Written by a volunteer ... a voice of CGR

ATHENS— I returned from my second volunteer trip with Canadian Global Response (CGR) serving refugees in Athens. For this trip our team worked with one of CGR’s partners on the ground, Syrian Breeze of Hope. Currently the organization is completely run by refugees helping others in their community with the help of outside volunteers and ongoing donations through CGR.

We helped them with assembling and handing out care packages, but for the most part we taught English, music classes, and played with the kids. In essence, we built friendships. It wasn’t long before I felt like I knew the refugees around me and that they knew me. I was often referred to as “Teacher Red” , my name is Reed and it was a little difficult for them to say. Regardless, it was a good feeling to be welcomed in. As I began to teach, I also began to learn. I got to know my students and hear about their lives. Quickly I realized how similar their lives had been to mine. Like me, most of them were university-educated or were cut off part- way or before they could go. I taught English to a Professor of Law, I talked to Architects, and saw jobless Surgeons. At one point a woman asked me to read some vocab words she was learning so she knew how to pronounce them. It did not take long before I realized I could not pronounce some of the words, because I had never seen them. She had practiced medicine and was trying to learn terms like sciatica and sputum!
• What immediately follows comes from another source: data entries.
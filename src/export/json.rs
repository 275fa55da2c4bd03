use serde::{Deserialize, Serialize};
use std::io::Write;

use crate::tree::{Folder, TreeNode, SEPARATOR};

/// Represents a node in the exported tree structure
#[derive(Debug, Serialize, Deserialize)]
pub struct ExportNode {
    pub name: String,
    /// Root-relative path; empty for the root itself
    pub path: String,
    pub is_dir: bool,
    /// Physical path, files only
    #[serde(skip_serializing_if = "Option::is_none", default)]
    pub file: Option<String>,
    #[serde(skip_serializing_if = "Vec::is_empty", default)]
    pub children: Vec<ExportNode>,
}

/// One entry of the flattened export
#[derive(Debug, Serialize, Deserialize)]
pub struct ExportEntry {
    pub path: String,
    pub file: String,
}

/// Options for customizing the JSON export
pub struct ExportOptions {
    /// If true, export the flattened `[{path, file}]` list instead of the tree
    pub flat: bool,
}

/// Recursively convert a folder into an ExportNode, children in display order
pub fn folder_to_export_node(name: &str, path: &str, folder: &Folder) -> ExportNode {
    let children = folder
        .sorted_children()
        .into_iter()
        .map(|(child_name, node)| {
            let child_path = if path.is_empty() {
                child_name.to_string()
            } else {
                format!("{}{}{}", path, SEPARATOR, child_name)
            };

            match node {
                TreeNode::Folder(child) => folder_to_export_node(child_name, &child_path, child),
                TreeNode::File(handle) => ExportNode {
                    name: child_name.to_string(),
                    path: child_path,
                    is_dir: false,
                    file: Some(handle.path().to_string_lossy().to_string()),
                    children: Vec::new(),
                },
            }
        })
        .collect();

    ExportNode {
        name: name.to_string(),
        path: path.to_string(),
        is_dir: true,
        file: None,
        children,
    }
}

/// Export the virtual tree to JSON format
///
/// # Arguments
/// * `root_name` - Display name of the workspace root
/// * `tree` - The virtual tree to export
/// * `options` - Export options (flat list or nested tree)
/// * `writer` - Output writer for the JSON
pub fn export_json(
    root_name: &str,
    tree: &Folder,
    options: &ExportOptions,
    writer: &mut impl Write,
) -> Result<(), std::io::Error> {
    let result = if options.flat {
        let entries: Vec<ExportEntry> = tree
            .flatten()
            .into_iter()
            .map(|(path, handle)| ExportEntry {
                path,
                file: handle.path().to_string_lossy().to_string(),
            })
            .collect();
        serde_json::to_writer_pretty(writer, &entries)
    } else {
        serde_json::to_writer_pretty(writer, &folder_to_export_node(root_name, "", tree))
    };

    result.map_err(|e| std::io::Error::new(std::io::ErrorKind::Other, e))
}
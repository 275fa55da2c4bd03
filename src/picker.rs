//! Fuzzy file picker model.
//!
//! [`PickerState`] holds the query and scored results for the interactive
//! overlay; [`BestMatchPicker`] picks non-interactively for `--find`.

use fuzzy_matcher::skim::SkimMatcherV2;
use fuzzy_matcher::FuzzyMatcher;

use crate::tree::{locale_compare, FileHandle};

/// One entry offered by the picker.
#[derive(Debug, Clone, PartialEq, Eq)]
pub struct SearchItem {
    /// Root-relative path, the primary match text
    pub label: String,
    /// Bare file name, the secondary match text
    pub description: String,
    pub handle: FileHandle,
}

impl SearchItem {
    pub fn new(label: String, handle: FileHandle) -> Self {
        let description = handle.file_name().to_string();
        Self {
            label,
            description,
            handle,
        }
    }
}

/// Lets the user choose one of `items`, or cancel with `None`.
pub trait Picker {
    fn pick(&mut self, items: Vec<SearchItem>) -> Option<SearchItem>;
}

/// A scored picker entry.
#[derive(Debug, Clone)]
pub struct PickerMatch {
    pub item: SearchItem,
    pub score: i64,
    /// Character indices of the label that matched, for highlighting.
    pub label_indices: Vec<usize>,
}

/// Score `item` against `query`: the label first, the file name as fallback.
fn score_item(matcher: &SkimMatcherV2, item: &SearchItem, query: &str) -> Option<(i64, Vec<usize>)> {
    let on_label = matcher.fuzzy_indices(&item.label, query);
    let on_description = matcher.fuzzy_match(&item.description, query);

    match (on_label, on_description) {
        (Some((score, indices)), Some(desc)) => Some((score.max(desc), indices)),
        (Some(hit), None) => Some(hit),
        (None, Some(desc)) => Some((desc, Vec::new())),
        (None, None) => None,
    }
}

/// Rank `items` for `query`, best first. An empty query keeps every item,
/// ordered by label.
pub fn rank(matcher: &SkimMatcherV2, items: &[SearchItem], query: &str) -> Vec<PickerMatch> {
    let query = query.trim();

    let mut matches: Vec<PickerMatch> = if query.is_empty() {
        items
            .iter()
            .map(|item| PickerMatch {
                item: item.clone(),
                score: 0,
                label_indices: Vec::new(),
            })
            .collect()
    } else {
        items
            .iter()
            .filter_map(|item| {
                let (score, label_indices) = score_item(matcher, item, query)?;
                Some(PickerMatch {
                    item: item.clone(),
                    score,
                    label_indices,
                })
            })
            .collect()
    };

    matches.sort_by(|a, b| {
        b.score
            .cmp(&a.score)
            .then_with(|| locale_compare(&a.item.label, &b.item.label))
    });
    matches
}

/// State of the interactive picker overlay.
pub struct PickerState {
    items: Vec<SearchItem>,
    matcher: SkimMatcherV2,
    pub query: String,
    pub results: Vec<PickerMatch>,
    pub selected_index: usize,
}

impl PickerState {
    pub fn new(items: Vec<SearchItem>) -> Self {
        let mut state = Self {
            items,
            matcher: SkimMatcherV2::default(),
            query: String::new(),
            results: Vec::new(),
            selected_index: 0,
        };
        state.update_results();
        state
    }

    pub fn item_count(&self) -> usize {
        self.items.len()
    }

    pub fn push_char(&mut self, c: char) {
        self.query.push(c);
        self.update_results();
    }

    pub fn backspace(&mut self) {
        if self.query.pop().is_some() {
            self.update_results();
        }
    }

    pub fn select_next(&mut self) {
        if self.selected_index + 1 < self.results.len() {
            self.selected_index += 1;
        }
    }

    pub fn select_previous(&mut self) {
        self.selected_index = self.selected_index.saturating_sub(1);
    }

    pub fn selected(&self) -> Option<&SearchItem> {
        self.results.get(self.selected_index).map(|m| &m.item)
    }

    fn update_results(&mut self) {
        self.results = rank(&self.matcher, &self.items, &self.query);
        self.selected_index = 0;
    }
}

/// Picks the best match for a fixed query without user interaction.
pub struct BestMatchPicker {
    query: String,
    matcher: SkimMatcherV2,
}

impl BestMatchPicker {
    pub fn new(query: impl Into<String>) -> Self {
        Self {
            query: query.into(),
            matcher: SkimMatcherV2::default(),
        }
    }
}

impl Picker for BestMatchPicker {
    fn pick(&mut self, items: Vec<SearchItem>) -> Option<SearchItem> {
        if self.query.trim().is_empty() {
            return None;
        }
        rank(&self.matcher, &items, &self.query)
            .into_iter()
            .next()
            .map(|m| m.item)
    }
}

#[cfg(test)]
mod tests {
    use super::*;
    use std::path::PathBuf;

    fn items(paths: &[&str]) -> Vec<SearchItem> {
        paths
            .iter()
            .map(|p| SearchItem::new(p.to_string(), FileHandle::new(*p, PathBuf::from("/ws").join(p))))
            .collect()
    }

    fn labels(state: &PickerState) -> Vec<&str> {
        state.results.iter().map(|m| m.item.label.as_str()).collect()
    }

    #[test]
    fn test_description_is_file_name() {
        let item = &items(&["docs/api/usage.md"])[0];
        assert_eq!(item.description, "usage.md");
    }

    #[test]
    fn test_empty_query_lists_everything_sorted() {
        let state = PickerState::new(items(&["zeta.md", "docs/README.md", "alpha.md"]));
        assert_eq!(labels(&state), vec!["alpha.md", "docs/README.md", "zeta.md"]);
        assert_eq!(state.item_count(), 3);
    }

    #[test]
    fn test_query_filters() {
        let mut state = PickerState::new(items(&["docs/guide.md", "README.md", "crates/core/README.md"]));
        for c in "guide".chars() {
            state.push_char(c);
        }
        assert_eq!(labels(&state), vec!["docs/guide.md"]);
        assert!(!state.results[0].label_indices.is_empty());

        state.push_char('x');
        assert!(state.results.is_empty());
        assert!(state.selected().is_none());

        state.backspace();
        assert_eq!(labels(&state), vec!["docs/guide.md"]);
    }

    #[test]
    fn test_selection_bounds() {
        let mut state = PickerState::new(items(&["a.md", "b.md"]));
        state.select_previous();
        assert_eq!(state.selected_index, 0);
        state.select_next();
        state.select_next();
        assert_eq!(state.selected_index, 1);
        assert_eq!(state.selected().unwrap().label, "b.md");
    }

    #[test]
    fn test_large_workspace_keeps_every_result() {
        let paths: Vec<String> = (0..250).map(|i| format!("f{:03}.md", i)).collect();
        let refs: Vec<&str> = paths.iter().map(String::as_str).collect();
        let mut state = PickerState::new(items(&refs));
        assert_eq!(state.results.len(), 250);

        for _ in 0..300 {
            state.select_next();
        }
        assert_eq!(state.selected_index, 249);
        assert_eq!(state.selected().unwrap().label, "f249.md");

        state.push_char('f');
        assert_eq!(state.results.len(), 250);
    }

    #[test]
    fn test_best_match_picker() {
        let mut picker = BestMatchPicker::new("core");
        let chosen = picker
            .pick(items(&["README.md", "crates/core/README.md", "docs/guide.md"]))
            .unwrap();
        assert_eq!(chosen.label, "crates/core/README.md");

        let mut picker = BestMatchPicker::new("qqq");
        assert!(picker.pick(items(&["README.md"])).is_none());

        let mut picker = BestMatchPicker::new("  ");
        assert!(picker.pick(items(&["README.md"])).is_none());
    }
}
We are currently experiencing one of the largest refugee crises in history and, as a backlash, many countries around the world are seeing xenophobic responses. I hope anecdotes like these can help to bridge some of the question marks people have. None of the people I talked to want to be where they are and none of them can go back. They are individuals, families, and communities uprooted and just looking for a place to be safe and prosperous. They are smart talented people working tirelessly to offer the best lives they can for themselves and their families.

In similar ways we judge our own poor, “it’s their fault”, “they’re just lazy”, “if they worked harder maybe they’d get somewhere”. Refugees have a clear cause for why they are where they are, some of the poverty I see on the streets of Vancouver is harder to pin point. Regardless, I hope we can accept, whether we are certain or not, that people want to work, people want to be safe, and people want to have a place they call home. It’s their circumstances that have forced them otherwise, not their choice.